A Vampire's Christmas Carol (11 page)

She rose and stepped back, preparing to go,
but stopped when he called her name.

“Carol?” His lips pressed together and his
face screwed up in pain. He spent a few minutes fighting it before
he could speak again. Then he said, “One…more favor?”

“What?”

“Can I have…your cross?”

“My cross? Won’t it hurt you?”

“Don’t think so. Not anymore.”

She stared at him for a moment, wondering if
this was some devious sort of trap. It wasn’t obvious how it could
be. She reached up and unclasped the chain. Rehooking it after
she’d taken it off, she bent down again and slipped it into his
hand, winding the chain around his fingers. She was ready to pull
it back if it caused him pain, but instead he closed his hand
around it.

He gave a small sigh and some of the tense
lines in his face relaxed. “No pain. Comfort.” He looked at the sky
for a second. She followed his gaze to where a soft pink glow lit
the horizon.

“Dawn,” he said. “Go now.” A spasm twisted
his body, jerking his arms and legs against the chains. It didn’t
appear to be blood lust this time, but pure, uncrazed agony.
“Please,” he begged, the word a thin, stretched wire of sound.

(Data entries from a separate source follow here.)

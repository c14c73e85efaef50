use actix_web::{HttpRequest, HttpResponse, Result as ActixResult, web};
use once_cell::sync::Lazy;

use crate::middlewares::{self, RequireJWT};
use crate::models::assignments::requests::SubmitAssignmentRequest;
use crate::models::courses::requests::LessonMaterialsQuery;
use crate::models::enrollments::requests::EnrollRequest;
use crate::models::progress::requests::UpdateProgressRequest;
use crate::models::quizzes::requests::SubmitQuizRequest;
use crate::models::{ApiResponse, ErrorCode};
use crate::services::StudentService;

// 懒加载的全局 StudentService 实例
static STUDENT_SERVICE: Lazy<StudentService> = Lazy::new(StudentService::new_lazy);

// 报名课程
pub async fn enroll_course(
    req: HttpRequest,
    body: web::Json<EnrollRequest>,
) -> ActixResult<HttpResponse> {
    let user_id = match RequireJWT::extract_user_id(&req) {
        Some(id) => id,
        None => {
            return Ok(HttpResponse::Unauthorized().json(ApiResponse::error_empty(
                ErrorCode::Unauthorized,
                "无法获取用户信息",
            )));
        }
    };

    STUDENT_SERVICE
        .enroll_course(&req, user_id, body.into_inner())
        .await
}

// 已报名课程列表
pub async fn list_student_courses(req: HttpRequest) -> ActixResult<HttpResponse> {
    let user_id = match RequireJWT::extract_user_id(&req) {
        Some(id) => id,
        None => {
            return Ok(HttpResponse::Unauthorized().json(ApiResponse::error_empty(
                ErrorCode::Unauthorized,
                "无法获取用户信息",
            )));
        }
    };

    STUDENT_SERVICE.list_student_courses(&req, user_id).await
}

// 上报课时完成
pub async fn update_progress(
    req: HttpRequest,
    body: web::Json<UpdateProgressRequest>,
) -> ActixResult<HttpResponse> {
    let user_id = match RequireJWT::extract_user_id(&req) {
        Some(id) => id,
        None => {
            return Ok(HttpResponse::Unauthorized().json(ApiResponse::error_empty(
                ErrorCode::Unauthorized,
                "无法获取用户信息",
            )));
        }
    };

    STUDENT_SERVICE
        .update_progress(&req, user_id, body.into_inner())
        .await
}

// 提交作业
pub async fn submit_assignment(
    req: HttpRequest,
    body: web::Json<SubmitAssignmentRequest>,
) -> ActixResult<HttpResponse> {
    let user_id = match RequireJWT::extract_user_id(&req) {
        Some(id) => id,
        None => {
            return Ok(HttpResponse::Unauthorized().json(ApiResponse::error_empty(
                ErrorCode::Unauthorized,
                "无法获取用户信息",
            )));
        }
    };

    STUDENT_SERVICE
        .submit_assignment(&req, user_id, body.into_inner())
        .await
}

// 提交测验
pub async fn submit_quiz(
    req: HttpRequest,
    body: web::Json<SubmitQuizRequest>,
) -> ActixResult<HttpResponse> {
    let user_id = match RequireJWT::extract_user_id(&req) {
        Some(id) => id,
        None => {
            return Ok(HttpResponse::Unauthorized().json(ApiResponse::error_empty(
                ErrorCode::Unauthorized,
                "无法获取用户信息",
            )));
        }
    };

    STUDENT_SERVICE
        .submit_quiz(&req, user_id, body.into_inner())
        .await
}

// 课时素材
pub async fn get_lesson_materials(
    req: HttpRequest,
    query: web::Query<LessonMaterialsQuery>,
) -> ActixResult<HttpResponse> {
    STUDENT_SERVICE
        .get_lesson_materials(&req, query.into_inner())
        .await
}

// 配置路由
pub fn configure_student_routes(cfg: &mut web::ServiceConfig) {
    cfg.service(
        web::scope("/api/student")
            .wrap(middlewares::RequireJWT)
            .route("/enroll", web::post().to(enroll_course))
            .route("/courses", web::get().to(list_student_courses))
            .route("/materials", web::get().to(get_lesson_materials))
            .route("/progress", web::post().to(update_progress))
            .route("/assignments", web::post().to(submit_assignment))
            .route("/quiz/submit", web::post().to(submit_quiz)),
    );
}
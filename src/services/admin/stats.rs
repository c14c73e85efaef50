use actix_web::{HttpRequest, HttpResponse, Result as ActixResult, web};
use tracing::error;

use super::AdminService;
use crate::models::admin::responses::DashboardStatsResponse;
use crate::models::users::entities::UserRole;
use crate::models::{ApiResponse, AppStartTime, ErrorCode};

pub async fn get_dashboard_stats(
    service: &AdminService,
    request: &HttpRequest,
) -> ActixResult<HttpResponse> {
    let storage = service.get_storage(request);

    let total_courses = storage.count_courses().await;
    let total_students = storage.count_users_by_role(UserRole::Student).await;
    let total_enrollments = storage.count_enrollments().await;
    let total_assignments = storage.count_assignments().await;

    let (total_courses, total_students, total_enrollments, total_assignments) =
        match (total_courses, total_students, total_enrollments, total_assignments) {
            (Ok(c), Ok(s), Ok(e), Ok(a)) => (c as i64, s as i64, e as i64, a as i64),
            (c, s, e, a) => {
                let err = [
                    c.err().map(|e| e.to_string()),
                    s.err().map(|e| e.to_string()),
                    e.err().map(|e| e.to_string()),
                    a.err().map(|e| e.to_string()),
                ]
                .into_iter()
                .flatten()
                .collect::<Vec<_>>()
                .join("; ");
                error!("Error fetching dashboard stats: {}", err);
                return Ok(
                    HttpResponse::InternalServerError().json(ApiResponse::error_empty(
                        ErrorCode::InternalServerError,
                        "Failed to fetch dashboard stats",
                    )),
                );
            }
        };

    let uptime_secs = request
        .app_data::<web::Data<AppStartTime>>()
        .map(|start| {
            chrono::Utc::now()
                .signed_duration_since(start.start_datetime)
                .num_seconds()
        })
        .unwrap_or(0);

    Ok(HttpResponse::Ok().json(ApiResponse::success(
        DashboardStatsResponse {
            total_courses,
            total_students,
            total_enrollments,
            total_assignments,
            uptime_secs,
        },
        "查询成功",
    )))
}
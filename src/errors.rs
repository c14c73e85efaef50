//! 统一错误处理模块
//!
//! 使用宏自动生成错误类型，支持错误代码和类型名称。

use std::fmt;

/// 定义错误类型的宏
///
/// 自动生成：
/// - enum 定义
/// - code() 方法 - 返回错误代码
/// - error_type() 方法 - 返回错误类型名称
/// - message() 方法 - 返回错误详情
/// - 便捷构造函数
macro_rules! define_lmsystem_errors {
    ($(
        $variant:ident($code:literal, $type_name:literal)
    ),* $(,)?) => {
        #[derive(Debug, Clone)]
        pub enum LMSystemError {
            $($variant(String),)*
        }

        impl LMSystemError {
            /// 获取错误代码
            pub fn code(&self) -> &'static str {
                match self {
                    $(LMSystemError::$variant(_) => $code,)*
                }
            }

            /// 获取错误类型名称
            pub fn error_type(&self) -> &'static str {
                match self {
                    $(LMSystemError::$variant(_) => $type_name,)*
                }
            }

            /// 获取错误详情
            pub fn message(&self) -> &str {
                match self {
                    $(LMSystemError::$variant(msg) => msg,)*
                }
            }
        }

        // 生成便捷构造函数
        paste::paste! {
            impl LMSystemError {
                $(
                    pub fn [<$variant:snake>]<T: Into<String>>(msg: T) -> Self {
                        LMSystemError::$variant(msg.into())
                    }
                )*
            }
        }
    };
}

define_lmsystem_errors! {
    CacheConnection("E001", "Cache Connection Error"),
    CachePluginNotFound("E002", "Cache Plugin Not Found"),
    DatabaseConfig("E003", "Database Configuration Error"),
    DatabaseConnection("E004", "Database Connection Error"),
    DatabaseOperation("E005", "Database Operation Error"),
    Validation("E006", "Validation Error"),
    NotFound("E007", "Resource Not Found"),
    Conflict("E008", "Resource Conflict"),
    Serialization("E009", "Serialization Error"),
    DateParse("E010", "Date Parse Error"),
    Authentication("E011", "Authentication Error"),
    Authorization("E012", "Authorization Error"),
}

impl LMSystemError {
    /// 格式化为彩色输出（用于开发环境）
    #[cfg(debug_assertions)]
    pub fn format_colored(&self) -> String {
        format!(
            "\x1b[1;31m[ERROR]\x1b[0m \x1b[33m{}\x1b[0m \x1b[31m{}\x1b[0m\n  {}",
            self.code(),
            self.error_type(),
            self.message()
        )
    }

    /// 格式化为简洁输出
    pub fn format_simple(&self) -> String {
        format!("{}: {}", self.error_type(), self.message())
    }

    /// 是否为唯一约束冲突
    pub fn is_conflict(&self) -> bool {
        matches!(self, LMSystemError::Conflict(_))
    }
}

impl fmt::Display for LMSystemError {
    fn fmt(&self, f: &mut fmt::Formatter<'_>) -> fmt::Result {
        write!(f, "{}", self.format_simple())
    }
}

impl std::error::Error for LMSystemError {}

// 为常见的错误类型实现 From trait
impl From<sea_orm::DbErr> for LMSystemError {
    fn from(err: sea_orm::DbErr) -> Self {
        // 唯一索引冲突需要单独上报，服务层据此返回 409
        if let Some(sea_orm::SqlErr::UniqueConstraintViolation(msg)) = err.sql_err() {
            return LMSystemError::Conflict(msg);
        }
        LMSystemError::DatabaseOperation(err.to_string())
    }
}

impl From<serde_json::Error> for LMSystemError {
    fn from(err: serde_json::Error) -> Self {
        LMSystemError::Serialization(err.to_string())
    }
}

impl From<chrono::ParseError> for LMSystemError {
    fn from(err: chrono::ParseError) -> Self {
        LMSystemError::DateParse(err.to_string())
    }
}

pub type Result<T> = std::result::Result<T, LMSystemError>;

#[cfg(test)]
mod tests {
    use super::*;

    #[test]
    fn test_error_codes() {
        assert_eq!(LMSystemError::cache_connection("test").code(), "E001");
        assert_eq!(LMSystemError::database_config("test").code(), "E003");
        assert_eq!(LMSystemError::validation("test").code(), "E006");
        assert_eq!(LMSystemError::conflict("test").code(), "E008");
        assert_eq!(LMSystemError::authentication("test").code(), "E011");
    }

    #[test]
    fn test_error_types() {
        assert_eq!(
            LMSystemError::cache_connection("test").error_type(),
            "Cache Connection Error"
        );
        assert_eq!(
            LMSystemError::validation("test").error_type(),
            "Validation Error"
        );
        assert_eq!(
            LMSystemError::conflict("test").error_type(),
            "Resource Conflict"
        );
    }

    #[test]
    fn test_error_message() {
        let err = LMSystemError::validation("Invalid input");
        assert_eq!(err.message(), "Invalid input");
    }

    #[test]
    fn test_is_conflict() {
        assert!(LMSystemError::conflict("duplicate enrollment").is_conflict());
        assert!(!LMSystemError::not_found("no such course").is_conflict());
    }

    #[test]
    fn test_format_simple() {
        let err = LMSystemError::not_found("Course 42 not found");
        let formatted = err.format_simple();
        assert!(formatted.contains("Resource Not Found"));
        assert!(formatted.contains("Course 42 not found"));
    }
}
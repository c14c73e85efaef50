//! 批次实体（课程报名窗口）

use sea_orm::entity::prelude::*;

#[derive(Clone, Debug, PartialEq, DeriveEntityModel)]
#[sea_orm(table_name = "batches")]
pub struct Model {
    #[sea_orm(primary_key)]
    pub id: i64,
    pub course_id: i64,
    pub batch_id: String,
    pub start_date: i64,
    pub end_date: i64,
    pub capacity: i32,
    pub enrolled_count: i32,
}

#[derive(Copy, Clone, Debug, EnumIter, DeriveRelation)]
pub enum Relation {
    #[sea_orm(
        belongs_to = "super::courses::Entity",
        from = "Column::CourseId",
        to = "super::courses::Column::Id"
    )]
    Course,
}

impl Related<super::courses::Entity> for Entity {
    fn to() -> RelationDef {
        Relation::Course.def()
    }
}

impl ActiveModelBehavior for ActiveModel {}

impl Model {
    pub fn into_batch(self) -> crate::models::courses::entities::Batch {
        use chrono::{DateTime, Utc};

        crate::models::courses::entities::Batch {
            batch_id: self.batch_id,
            start_date: DateTime::<Utc>::from_timestamp(self.start_date, 0).unwrap_or_default(),
            end_date: DateTime::<Utc>::from_timestamp(self.end_date, 0).unwrap_or_default(),
            capacity: self.capacity,
            enrolled_count: self.enrolled_count,
        }
    }
}
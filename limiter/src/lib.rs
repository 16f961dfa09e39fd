//! Plan-limit enforcement: normalized ceilings, the per-user limits cache and
//! the evaluator that turns them into allow / deny verdicts.

pub mod cache;
pub mod evaluator;
pub mod limits;
pub mod source;

use std::sync::Arc;

use cache::LimitsCache;
use evaluator::LimitEvaluator;
use source::PgQuotaSource;

pub type PgLimitEvaluator = LimitEvaluator<PgQuotaSource>;

pub fn evaluator(source: PgQuotaSource, cache: Arc<LimitsCache>) -> PgLimitEvaluator {
    LimitEvaluator::new(source, cache)
}
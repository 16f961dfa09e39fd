use serde::{Deserialize, Serialize};
use uuid::Uuid;

#[derive(Debug, Deserialize)]
pub struct ChangePlanRequest {
    pub plan_id: Uuid,
}

#[derive(Debug, Serialize)]
pub struct ChangePlanResponse {
    pub user_id: Uuid,
    pub plan_id: Uuid,
    pub plan: String,
}

#[derive(Debug, Serialize)]
pub struct ClearCacheResponse {
    pub cleared: usize,
}
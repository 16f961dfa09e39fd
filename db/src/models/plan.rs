use chrono::{DateTime, Utc};
use serde::Serialize;
use uuid::Uuid;

#[derive(Debug, Clone, sqlx::FromRow, Serialize)]
pub struct Plan {
    pub id: Uuid,
    pub name: String,
    pub max_categories: i32,
    pub max_videos_per_category: i32,
    pub max_screenshots_per_user: Option<i32>,
    pub storage_quota_mb: Option<i64>,
    pub ai_summary_enabled: bool,
    pub enabled: bool,
    pub price_monthly: i64,
    pub price_yearly: i64,
    pub created_at: DateTime<Utc>,
    pub updated_at: DateTime<Utc>,
}

/// Raw plan ceilings for one user, exactly as stored.
/// `-1` and `NULL` both still mean "no ceiling" at this layer.
#[derive(Debug, Clone, sqlx::FromRow)]
pub struct PlanLimitsRow {
    pub plan_name: String,
    pub max_categories: i32,
    pub max_videos_per_category: i32,
    pub max_screenshots_per_user: Option<i32>,
    pub storage_quota_mb: Option<i64>,
    pub ai_summary_enabled: bool,
    pub current_categories: i64,
}
use std::{future::Future, time::Duration};

use common::error::Res;
use dashmap::DashMap;
use tokio::time::Instant;
use uuid::Uuid;

use crate::limits::UserPlanLimits;

pub const DEFAULT_TTL: Duration = Duration::from_secs(5 * 60);

struct CachedLimits {
    limits: UserPlanLimits,
    expires_at: Instant,
}

/// Per-user plan limits, memoized for a fixed window.
///
/// Entries are only dropped through [`LimitsCache::invalidate`] and
/// [`LimitsCache::invalidate_all`]; an expired entry is never served and is
/// overwritten by the next successful fetch.
pub struct LimitsCache {
    entries: DashMap<Uuid, CachedLimits>,
    ttl: Duration,
}

impl Default for LimitsCache {
    fn default() -> Self {
        Self::new(DEFAULT_TTL)
    }
}

impl LimitsCache {
    pub fn new(ttl: Duration) -> Self {
        Self {
            entries: DashMap::new(),
            ttl,
        }
    }

    pub fn ttl(&self) -> Duration {
        self.ttl
    }

    /// Cached limits for `user_id`, if still inside the window.
    pub fn get(&self, user_id: &Uuid) -> Option<UserPlanLimits> {
        let entry = self.entries.get(user_id)?;
        if Instant::now() < entry.expires_at {
            Some(entry.limits.clone())
        } else {
            None
        }
    }

    pub fn insert(&self, user_id: Uuid, limits: UserPlanLimits) {
        let expires_at = Instant::now() + self.ttl;
        self.entries
            .insert(user_id, CachedLimits { limits, expires_at });
    }

    /// Returns the cached limits or runs `fetch` and caches its result.
    /// A failed fetch leaves the cache untouched.
    pub async fn get_or_fetch<F, Fut>(&self, user_id: Uuid, fetch: F) -> Res<UserPlanLimits>
    where
        F: FnOnce() -> Fut,
        Fut: Future<Output = Res<UserPlanLimits>>,
    {
        if let Some(limits) = self.get(&user_id) {
            log::debug!("Plan limits cache hit for user {}", user_id);
            return Ok(limits);
        }

        let limits = fetch().await?;
        self.insert(user_id, limits.clone());
        Ok(limits)
    }

    pub fn invalidate(&self, user_id: &Uuid) {
        if self.entries.remove(user_id).is_some() {
            log::debug!("Invalidated plan limits cache for user {}", user_id);
        }
    }

    pub fn invalidate_all(&self) {
        let count = self.entries.len();
        self.entries.clear();
        log::info!("Cleared plan limits cache ({} entries)", count);
    }

    pub fn len(&self) -> usize {
        self.entries.len()
    }

    pub fn is_empty(&self) -> bool {
        self.entries.is_empty()
    }
}
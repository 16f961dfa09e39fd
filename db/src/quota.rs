use common::error::{AppError, Res};
use sqlx::{Executor, Postgres};
use uuid::Uuid;

use crate::{FREE_PLAN_NAME, models::plan::PlanLimitsRow};

/// Ceilings of the user's active plan, or of the Free plan when the user has
/// no active subscription, together with the live category count.
pub async fn get_user_plan_limits<'e, E: Executor<'e, Database = Postgres>>(
    executor: E,
    user_id: Uuid,
) -> Res<PlanLimitsRow> {
    sqlx::query_as::<_, PlanLimitsRow>(
        r#"
        SELECT
            p.name AS plan_name,
            p.max_categories,
            p.max_videos_per_category,
            p.max_screenshots_per_user,
            p.storage_quota_mb,
            p.ai_summary_enabled,
            (SELECT COUNT(*) FROM categories c WHERE c.user_id = $1) AS current_categories
        FROM plans p
        WHERE p.id = COALESCE(
            (SELECT s.plan_id FROM user_subscriptions s
             WHERE s.user_id = $1 AND s.status = 'active'
             LIMIT 1),
            (SELECT f.id FROM plans f WHERE f.name = $2 LIMIT 1)
        )
        "#,
    )
    .bind(user_id)
    .bind(FREE_PLAN_NAME)
    .fetch_optional(executor)
    .await?
    .ok_or_else(|| AppError::NotFound(format!("No plan configured for user {}", user_id)))
}

pub async fn count_videos_in_category<'e, E: Executor<'e, Database = Postgres>>(
    executor: E,
    user_id: Uuid,
    category_id: Uuid,
) -> Res<i64> {
    sqlx::query_scalar("SELECT COUNT(*) FROM videos WHERE user_id = $1 AND category_id = $2")
        .bind(user_id)
        .bind(category_id)
        .fetch_one(executor)
        .await
        .map_err(AppError::from)
}

pub async fn count_screenshots<'e, E: Executor<'e, Database = Postgres>>(
    executor: E,
    user_id: Uuid,
) -> Res<i64> {
    sqlx::query_scalar("SELECT COUNT(*) FROM screenshots WHERE user_id = $1")
        .bind(user_id)
        .fetch_one(executor)
        .await
        .map_err(AppError::from)
}

pub async fn get_storage_used_bytes<'e, E: Executor<'e, Database = Postgres>>(
    executor: E,
    user_id: Uuid,
) -> Res<i64> {
    sqlx::query_scalar(
        "SELECT COALESCE(SUM(size_bytes), 0)::BIGINT FROM screenshots WHERE user_id = $1",
    )
    .bind(user_id)
    .fetch_one(executor)
    .await
    .map_err(AppError::from)
}
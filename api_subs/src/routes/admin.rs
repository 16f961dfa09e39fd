use std::sync::Arc;

use actix_web::{
    Responder, post, put,
    web::{self},
};
use common::{error::Res, http::Success};
use limiter::cache::LimitsCache;
use sqlx::PgPool;
use uuid::Uuid;

use crate::{
    dtos::admin::{ChangePlanRequest, ChangePlanResponse, ClearCacheResponse},
    services,
};

/// Puts a user on the requested plan, replacing their current subscription.
#[put("/users/{user_id}/plan")]
pub async fn put_user_plan(
    pool: web::Data<Arc<PgPool>>,
    cache: web::Data<LimitsCache>,
    path: web::Path<Uuid>,
    req: web::Json<ChangePlanRequest>,
) -> Res<impl Responder> {
    let user_id = path.into_inner();
    let plan = services::admin::change_user_plan(&pool, &cache, user_id, req.plan_id).await?;
    Success::ok(ChangePlanResponse {
        user_id,
        plan_id: plan.id,
        plan: plan.name,
    })
}

#[post("/users/{user_id}/suspend")]
pub async fn post_suspend(
    pool: web::Data<Arc<PgPool>>,
    cache: web::Data<LimitsCache>,
    path: web::Path<Uuid>,
) -> Res<impl Responder> {
    services::admin::suspend_user(&pool, &cache, path.into_inner()).await?;
    Success::no_content()
}

#[post("/users/{user_id}/reactivate")]
pub async fn post_reactivate(
    pool: web::Data<Arc<PgPool>>,
    cache: web::Data<LimitsCache>,
    path: web::Path<Uuid>,
) -> Res<impl Responder> {
    services::admin::reactivate_user(&pool, &cache, path.into_inner()).await?;
    Success::no_content()
}

#[post("/users/{user_id}/cache/clear")]
pub async fn post_clear_user_cache(
    cache: web::Data<LimitsCache>,
    path: web::Path<Uuid>,
) -> Res<impl Responder> {
    services::admin::clear_user_cache(&cache, path.into_inner());
    Success::no_content()
}

#[post("/cache/clear")]
pub async fn post_clear_cache(cache: web::Data<LimitsCache>) -> Res<impl Responder> {
    let cleared = services::admin::clear_all_caches(&cache);
    Success::ok(ClearCacheResponse { cleared })
}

“God bless you.” She whirled, hurried to the
steps and rushed up them. Tears all but blinded her and caused her
to stumble on the second step. Steadying herself on the rail, she
made it up and into the kitchen. She shut the door and didn’t look
back. His death wasn’t going to be easy or pretty. She could at
least grant him the dignity of privacy.

As long as she lived, she’d never forget
Michael Carpenter.

She walked back through the house, feeling a
bit lost, uncertain what to do next. On impulse she lifted the
telephone handset. She almost dropped it again when the dial tone
buzzed. She began dialing, but stopped after nine and one.

“Find your hero,” he’d said. “He’s out
there.”

But he wasn’t. He was right behind her. In
the backyard. She’d never met anyone more courageous and heroic
than Michael Carpenter. She doubted she ever would.

She set the phone back on the hook.

It was dangerous. It was probably stupid. It
might be futile and useless and that would break her heart.

He’d asked her not to try to save him because
he didn’t want her risking her life. She had to respect that to the
point of asking seriously whether she should try it. At best, she
might save his life, give him back the years of real human life
he’d lost. She couldn’t give him back his family or his fiancée.
Maybe he could find new versions, though

At worst, she’d fail, he’d make her a vampire
and they’d both die in the sunlight. Not a happy prospect, that.
Because that was the one outcome he couldn’t stand, she’d have to
be sure she erred on the side of caution if she did this.

The most likely outcome, though, was that it
wouldn’t work and he’d just die. As he planned to anyway.

A glance at the window showed the sky
definitely growing lighter. If she was going to do this, she needed
to get started. She hurried into the living room and thumbed
through the several pages of notes she’d made earlier while Michael
told his story. Finally she found it and re-read the instructions
he’d given.

It wasn’t as specific as she would have
liked, and he’d taken pains to say no one was sure it would work.
It was just something he’d heard about.

The risk… She hesitated, considering the
dangers and how tricky the timing would be. Why should she even try
it? She owed him nothing. Yesterday this time, she hadn’t known he
existed. He’d done nothing for her… Okay, not quite true. He’d
given her shelter even though he expected it to make his fight to
stay human harder. He’d refrained from drinking her blood, at
considerable cost to himself. He’d saved her from Antoine’s
machinations.

Still, he’d told her not to try it.

But only because he didn’t want to endanger
her. He admitted he would have liked to have a normal life back,
that dying was his best option only because he didn’t believe any
other was possible.

“Go find your hero.”

She closed her eyes against the sting of
tears starting to flow again. Dammit. He did deserve better.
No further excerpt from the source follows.